You can change what happens next depending on what you return:
- Return `"skip"` to skip parsing this file.
- Return `false` to abort parsing this and all other files in the queue.
- Return a config object to alter the options for parsing this file only.
Returning anything else, including `undefined`, continues without any changes.
##### `error(err, file, inputElem)`
Invoked if there is an error loading the file. It receives an object that implements the [`DOMError`](https://developer.mozilla.org/en-US/docs/Web/API/DOMError) interface (i.e. call `err.name` to get the error), the file object at hand, and the `<input>` element from which the file was selected.
Errors can occur before reading the file if:
- the HTML element has no files chosen
- a file chosen is not a "text" type (e.g. "text/csv" or "text/plain")
- a user-defined callback function (`before`) aborted the process
Otherwise, errors are invoked by FileReader when opening the file. *Parse errors are not reported here, but are reported in the results later on.*
Use [jquery.parse.min.js](https://github.com/mholt/jquery.parse/blob/master/jquery.parse.min.js) for production.

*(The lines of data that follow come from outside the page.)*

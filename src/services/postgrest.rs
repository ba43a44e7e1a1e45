//! PostgREST (Supabase REST) client for the wait-time database.
//!
//! Mirrors the queries of the Postgres backend over HTTP:
//! - `GET  /rest/v1/parks` ordered by name
//! - `POST /rest/v1/rpc/get_available_dates` (server-side DISTINCT)
//! - `GET  /rest/v1/park_schedules` as a single object (406 + PGRST116 = none)
//! - `GET  /rest/v1/wait_times` joined to attractions, paged with offset/limit

use async_trait::async_trait;
use chrono::{DateTime, NaiveDate, SecondsFormat, Utc};
use reqwest::header::{HeaderMap, HeaderValue, ACCEPT, AUTHORIZATION};
use serde::Deserialize;

use crate::db::models::{Park, ParkSchedule, WaitSample, WaitStatus};
use crate::errors::AppError;
use crate::services::store::WaitTimeStore;

const REST_PREFIX: &str = "/rest/v1";

/// Media type asking PostgREST for exactly one row as a bare object.
const SINGLE_OBJECT: &str = "application/vnd.pgrst.object+json";

/// PostgREST error code for "zero (or many) rows for a single-object request".
const NO_ROWS_CODE: &str = "PGRST116";

const PARK_COLUMNS: &str = "id,name,thrill_api_id,themeparks_entity_id,timezone";
const WAIT_TIME_SELECT: &str = "*,attractions!inner(id,name,type,park_id)";

/// Client for a Supabase/PostgREST endpoint.
#[derive(Debug, Clone)]
pub struct PostgrestStore {
    client: reqwest::Client,
    base_url: String,
    api_key: String,
}

// --- PostgREST JSON response types ---

#[derive(Debug, Deserialize)]
struct AvailableDateRow {
    date: NaiveDate,
}

#[derive(Debug, Deserialize)]
struct WaitTimeRecord {
    recorded_at: DateTime<Utc>,
    wait_minutes: Option<i32>,
    status: WaitStatus,
    attractions: AttractionRef,
}

#[derive(Debug, Deserialize)]
struct AttractionRef {
    id: String,
    name: String,
    #[serde(rename = "type")]
    attraction_type: Option<String>,
}

#[derive(Debug, Deserialize)]
struct PostgrestErrorBody {
    code: Option<String>,
    message: Option<String>,
}

impl From<WaitTimeRecord> for WaitSample {
    fn from(r: WaitTimeRecord) -> Self {
        Self {
            attraction_id: r.attractions.id,
            attraction_name: r.attractions.name,
            attraction_type: r.attractions.attraction_type,
            recorded_at: r.recorded_at,
            wait_minutes: r.wait_minutes,
            status: r.status,
        }
    }
}

impl PostgrestStore {
    pub fn new(base_url: &str, api_key: &str) -> Result<Self, AppError> {
        let client = reqwest::Client::builder()
            .build()
            .map_err(|e| AppError::InternalError(format!("Failed to build HTTP client: {}", e)))?;
        Ok(Self {
            client,
            base_url: base_url.trim_end_matches('/').to_string(),
            api_key: api_key.to_string(),
        })
    }

    fn url(&self, path: &str) -> String {
        format!("{}{}/{}", self.base_url, REST_PREFIX, path)
    }

    fn auth_headers(&self) -> Result<HeaderMap, AppError> {
        let invalid = |e: reqwest::header::InvalidHeaderValue| {
            AppError::InternalError(format!("Invalid API key header: {}", e))
        };
        let mut headers = HeaderMap::new();
        headers.insert("apikey", HeaderValue::from_str(&self.api_key).map_err(invalid)?);
        headers.insert(
            AUTHORIZATION,
            HeaderValue::from_str(&format!("Bearer {}", self.api_key)).map_err(invalid)?,
        );
        Ok(headers)
    }

    /// Turn a non-2xx response into an `ExternalServiceError`.
    async fn ensure_success(
        response: reqwest::Response,
        what: &str,
    ) -> Result<reqwest::Response, AppError> {
        if response.status().is_success() {
            return Ok(response);
        }
        let status = response.status();
        let body = response.text().await.unwrap_or_default();
        Err(AppError::ExternalServiceError(format!(
            "PostgREST {} returned HTTP {}: {}",
            what, status, body
        )))
    }
}

#[async_trait]
impl WaitTimeStore for PostgrestStore {
    async fn list_parks(&self) -> Result<Vec<Park>, AppError> {
        let response = self
            .client
            .get(self.url("parks"))
            .headers(self.auth_headers()?)
            .query(&[("select", PARK_COLUMNS), ("order", "name.asc")])
            .send()
            .await?;
        let response = Self::ensure_success(response, "parks").await?;
        response.json::<Vec<Park>>().await.map_err(|e| {
            AppError::ExternalServiceError(format!("PostgREST parks JSON error: {}", e))
        })
    }

    async fn list_available_dates(&self, park_id: &str) -> Result<Vec<NaiveDate>, AppError> {
        let response = self
            .client
            .post(self.url("rpc/get_available_dates"))
            .headers(self.auth_headers()?)
            .json(&serde_json::json!({ "p_park_id": park_id }))
            .send()
            .await?;
        let response = Self::ensure_success(response, "get_available_dates").await?;
        let rows: Vec<AvailableDateRow> = response.json().await.map_err(|e| {
            AppError::ExternalServiceError(format!("PostgREST dates JSON error: {}", e))
        })?;
        Ok(rows.into_iter().map(|r| r.date).collect())
    }

    async fn get_schedule(
        &self,
        park_id: &str,
        date: NaiveDate,
    ) -> Result<Option<ParkSchedule>, AppError> {
        let park_filter = format!("eq.{}", park_id);
        let date_filter = format!("eq.{}", date.format("%Y-%m-%d"));

        let response = self
            .client
            .get(self.url("park_schedules"))
            .headers(self.auth_headers()?)
            .header(ACCEPT, SINGLE_OBJECT)
            .query(&[
                ("select", "*"),
                ("park_id", park_filter.as_str()),
                ("date", date_filter.as_str()),
            ])
            .send()
            .await?;

        if response.status() == reqwest::StatusCode::NOT_ACCEPTABLE {
            let status = response.status();
            let body = response.text().await.unwrap_or_default();
            let parsed = serde_json::from_str::<PostgrestErrorBody>(&body).ok();
            if parsed.as_ref().and_then(|b| b.code.as_deref()) == Some(NO_ROWS_CODE) {
                return Ok(None);
            }
            let message = parsed.and_then(|b| b.message).unwrap_or(body);
            return Err(AppError::ExternalServiceError(format!(
                "PostgREST park_schedules returned HTTP {}: {}",
                status, message
            )));
        }

        let response = Self::ensure_success(response, "park_schedules").await?;
        let schedule = response.json::<ParkSchedule>().await.map_err(|e| {
            AppError::ExternalServiceError(format!("PostgREST schedule JSON error: {}", e))
        })?;
        Ok(Some(schedule))
    }

    async fn list_wait_samples_page(
        &self,
        park_id: &str,
        start: DateTime<Utc>,
        end: DateTime<Utc>,
        offset: usize,
        limit: usize,
    ) -> Result<Vec<WaitSample>, AppError> {
        let park_filter = format!("eq.{}", park_id);
        let start_filter = format!("gte.{}", start.to_rfc3339_opts(SecondsFormat::Millis, true));
        let end_filter = format!("lt.{}", end.to_rfc3339_opts(SecondsFormat::Millis, true));
        let offset = offset.to_string();
        let limit = limit.to_string();

        let response = self
            .client
            .get(self.url("wait_times"))
            .headers(self.auth_headers()?)
            .query(&[
                ("select", WAIT_TIME_SELECT),
                ("attractions.park_id", park_filter.as_str()),
                ("recorded_at", start_filter.as_str()),
                ("recorded_at", end_filter.as_str()),
                ("order", "recorded_at.asc"),
                ("offset", offset.as_str()),
                ("limit", limit.as_str()),
            ])
            .send()
            .await?;
        let response = Self::ensure_success(response, "wait_times").await?;
        let records: Vec<WaitTimeRecord> = response.json().await.map_err(|e| {
            AppError::ExternalServiceError(format!("PostgREST wait_times JSON error: {}", e))
        })?;
        Ok(records.into_iter().map(WaitSample::from).collect())
    }

    async fn ping(&self) -> bool {
        let headers = match self.auth_headers() {
            Ok(h) => h,
            Err(_) => return false,
        };
        self.client
            .get(self.url("parks"))
            .headers(headers)
            .query(&[("select", "id"), ("limit", "1")])
            .send()
            .await
            .map(|r| r.status().is_success())
            .unwrap_or(false)
    }
}
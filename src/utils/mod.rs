// src/utils/mod.rs

//! Utility functions and helpers.

pub mod link_header;

use url::Url;

/// Extract the page number from a URL's `page` query parameter.
pub fn page_number(url_str: &str) -> Option<u32> {
    let url = Url::parse(url_str).ok()?;
    url.query_pairs()
        .find(|(key, _)| key == "page")
        .and_then(|(_, value)| value.parse().ok())
}

/// Return a copy of the URL with the `page` query parameter set to `page`.
pub fn with_page(url_str: &str, page: u32) -> Option<String> {
    let url = Url::parse(url_str).ok()?;
    let retained: Vec<(String, String)> = url
        .query_pairs()
        .filter(|(key, _)| key != "page")
        .map(|(k, v)| (k.into_owned(), v.into_owned()))
        .collect();

    let mut updated = url;
    {
        let mut pairs = updated.query_pairs_mut();
        pairs.clear();
        for (key, value) in &retained {
            pairs.append_pair(key, value);
        }
        pairs.append_pair("page", &page.to_string());
    }
    Some(updated.to_string())
}

/// Extract the organization login from an API resource path.
///
/// Works for `/repos/{org}/{name}` and `/orgs/{org}` shapes, where the
/// org is the second path segment.
pub fn org_from_url(url_str: &str) -> Option<String> {
    let url = Url::parse(url_str).ok()?;
    let mut segments = url.path_segments()?;
    segments.next()?;
    segments.next().map(|s| s.to_string())
}

/// Strip a URI-template suffix such as `{/number}` from a hypermedia URL.
pub fn trim_url_template(url: &str) -> String {
    match url.find('{') {
        Some(index) => url[..index].to_string(),
        None => url.to_string(),
    }
}
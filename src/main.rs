// src/main.rs

//! forgecrawl: crawler engine CLI.
//!
//! Starts the worker loops against the configured queue, store, and lock
//! bindings, or validates configuration.

use std::path::PathBuf;
use std::sync::Arc;
use std::time::Duration;

use clap::{Parser, Subcommand};
use tracing::info;

use forgecrawl::config::{apply_env, load_config, DynamicSettings, SettingsChannel};
use forgecrawl::models::{Config, Queuable, TraversalPolicy};
use forgecrawl::pipeline::{Crawler, LoopSupervisor};
use forgecrawl::queue::{QueueName, QueueSet};
use forgecrawl::services::{Fetcher, MemoryLocker, Processor, UrlLocker};
use forgecrawl::storage::{DocumentStore, LocalStore, MemoryStore};
use forgecrawl::{AppError, Result};

#[derive(Parser, Debug)]
#[command(
    name = "forgecrawl",
    version,
    about = "Durable crawler engine for software-forge APIs"
)]
struct Cli {
    /// Path to the configuration file
    #[arg(short, long, default_value = "data/config.toml")]
    config: PathBuf,

    #[command(subcommand)]
    command: Command,
}

#[derive(Subcommand, Debug)]
enum Command {
    /// Start the worker loops
    Run {
        /// Comma-separated organizations to seed as root requests
        #[arg(long, value_delimiter = ',')]
        orgs: Vec<String>,
    },
    /// Validate configuration
    Validate,
}

#[tokio::main]
async fn main() -> Result<()> {
    forgecrawl::logging::init();

    let cli = Cli::parse();
    let mut config = load_config(&cli.config)?;
    apply_env(&mut config);

    match cli.command {
        Command::Run { orgs } => run(config, orgs).await,
        Command::Validate => validate(&config),
    }
}

async fn run(config: Config, orgs: Vec<String>) -> Result<()> {
    let queues = Arc::new(match config.queue.provider.as_str() {
        "memory" => QueueSet::memory(&config.queue.prefix),
        other => {
            return Err(AppError::config(format!(
                "queue provider '{}' is not wired into this binary",
                other
            )))
        }
    });
    let store: Arc<dyn DocumentStore> = match config.storage.provider.as_str() {
        "memory" => Arc::new(MemoryStore::new()),
        "local" => Arc::new(LocalStore::new(&config.storage.path)),
        other => {
            return Err(AppError::config(format!(
                "store provider '{}' is not wired into this binary",
                other
            )))
        }
    };
    let locker: Arc<dyn UrlLocker> = Arc::new(MemoryLocker::new());
    let fetcher = Arc::new(Fetcher::new(Arc::clone(&store), config.fetch.clone())?);

    let crawler = Arc::new(Crawler::new(
        Arc::clone(&queues),
        Some(locker),
        fetcher,
        store,
        Arc::new(Processor::new()),
        config.crawler.clone(),
    ));

    if !orgs.is_empty() {
        let api_base = config.fetch.api_base.trim_end_matches('/');
        let seeds = orgs
            .iter()
            .map(|org| {
                Queuable::root(
                    "org",
                    &format!("{}/orgs/{}", api_base, org),
                    TraversalPolicy::default(),
                )
            })
            .collect();
        queues.push(seeds, QueueName::Normal).await?;
        info!(count = orgs.len(), "seeded organization requests");
    }

    let supervisor = Arc::new(LoopSupervisor::new(crawler, config.crawler.loop_delay()));
    let settings = SettingsChannel::new(DynamicSettings {
        count: config.crawler.count,
    });
    let watcher = Arc::clone(&supervisor).watch(settings.subscribe());

    supervisor.run(config.crawler.count).await;
    info!(
        name = %config.crawler.name,
        count = config.crawler.count,
        "engine running; ctrl-c to stop"
    );

    tokio::signal::ctrl_c().await?;
    info!("shutdown requested; draining worker loops");
    supervisor.stop().await;
    while supervisor.status().await > 0 {
        tokio::time::sleep(Duration::from_millis(100)).await;
    }
    watcher.abort();
    Ok(())
}

fn validate(config: &Config) -> Result<()> {
    if config.crawler.max_attempts == 0 {
        return Err(AppError::config("max_attempts must be at least 1"));
    }
    if config.crawler.processing_ttl_ms == 0 {
        return Err(AppError::config("processing_ttl_ms must be positive"));
    }
    if !matches!(config.queue.provider.as_str(), "memory") {
        return Err(AppError::config(format!(
            "unknown queue provider '{}'",
            config.queue.provider
        )));
    }
    if !matches!(config.storage.provider.as_str(), "memory" | "local") {
        return Err(AppError::config(format!(
            "unknown store provider '{}'",
            config.storage.provider
        )));
    }

    println!("configuration OK");
    println!(
        "  crawler: {} ({} loops, {} attempts, ttl {} ms)",
        config.crawler.name,
        config.crawler.count,
        config.crawler.max_attempts,
        config.crawler.processing_ttl_ms
    );
    println!(
        "  queues:  {} ({}-priority/-soon/-normal/-dead)",
        config.queue.provider, config.queue.prefix
    );
    println!("  store:   {}", config.storage.provider);
    if !config.crawler.org_allowlist.is_empty() {
        println!("  orgs:    {}", config.crawler.org_allowlist.join(", "));
    }
    Ok(())
}
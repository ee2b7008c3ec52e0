// src/utils/link_header.rs

//! RFC 5988 `Link` response header parsing.
//!
//! Collection responses advertise pagination as
//! `<https://…?page=2>; rel="next", <https://…?page=7>; rel="last"`.

use std::collections::HashMap;

use regex::Regex;
use std::sync::OnceLock;

use crate::utils::page_number;

/// Pagination cursors extracted from a `Link` header.
#[derive(Debug, Clone, Default, PartialEq)]
pub struct PageLinks {
    pub next: Option<u32>,
    pub last: Option<u32>,
}

fn link_pattern() -> &'static Regex {
    static PATTERN: OnceLock<Regex> = OnceLock::new();
    PATTERN.get_or_init(|| {
        Regex::new(r#"<([^>]+)>\s*;\s*rel="([a-z]+)""#).expect("link header pattern is valid")
    })
}

/// Parse relation name to target URL pairs out of a `Link` header.
pub fn parse_rels(header: &str) -> HashMap<String, String> {
    link_pattern()
        .captures_iter(header)
        .map(|caps| (caps[2].to_string(), caps[1].to_string()))
        .collect()
}

/// Parse the `next`/`last` page numbers out of a `Link` header.
pub fn parse_page_links(header: &str) -> PageLinks {
    let rels = parse_rels(header);
    PageLinks {
        next: rels.get("next").and_then(|url| page_number(url)),
        last: rels.get("last").and_then(|url| page_number(url)),
    }
}

#[cfg(test)]
mod tests {
    use super::*;

    const HEADER: &str = concat!(
        "<https://api.example.com/repos/acme/widget/issues?page=2>; rel=\"next\", ",
        "<https://api.example.com/repos/acme/widget/issues?page=7>; rel=\"last\""
    );

    #[test]
    fn test_parse_rels() {
        let rels = parse_rels(HEADER);
        assert_eq!(rels.len(), 2);
        assert!(rels["next"].contains("page=2"));
        assert!(rels["last"].contains("page=7"));
    }

    #[test]
    fn test_parse_page_links() {
        let links = parse_page_links(HEADER);
        assert_eq!(links.next, Some(2));
        assert_eq!(links.last, Some(7));
    }

    #[test]
    fn test_parse_empty_header() {
        assert_eq!(parse_page_links(""), PageLinks::default());
    }
}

##### `complete(results, file, inputElem, event)`
Invoked when parsing a file completes. It receives the results of the parse (including errors), the file object, the `<input>` element from which the file was chosen, and the FileReader-generated event.
Output
------
Whether you're parsing strings or files, the results returned by the parser are the same since, under the hood, the FileReader loads a file as a string.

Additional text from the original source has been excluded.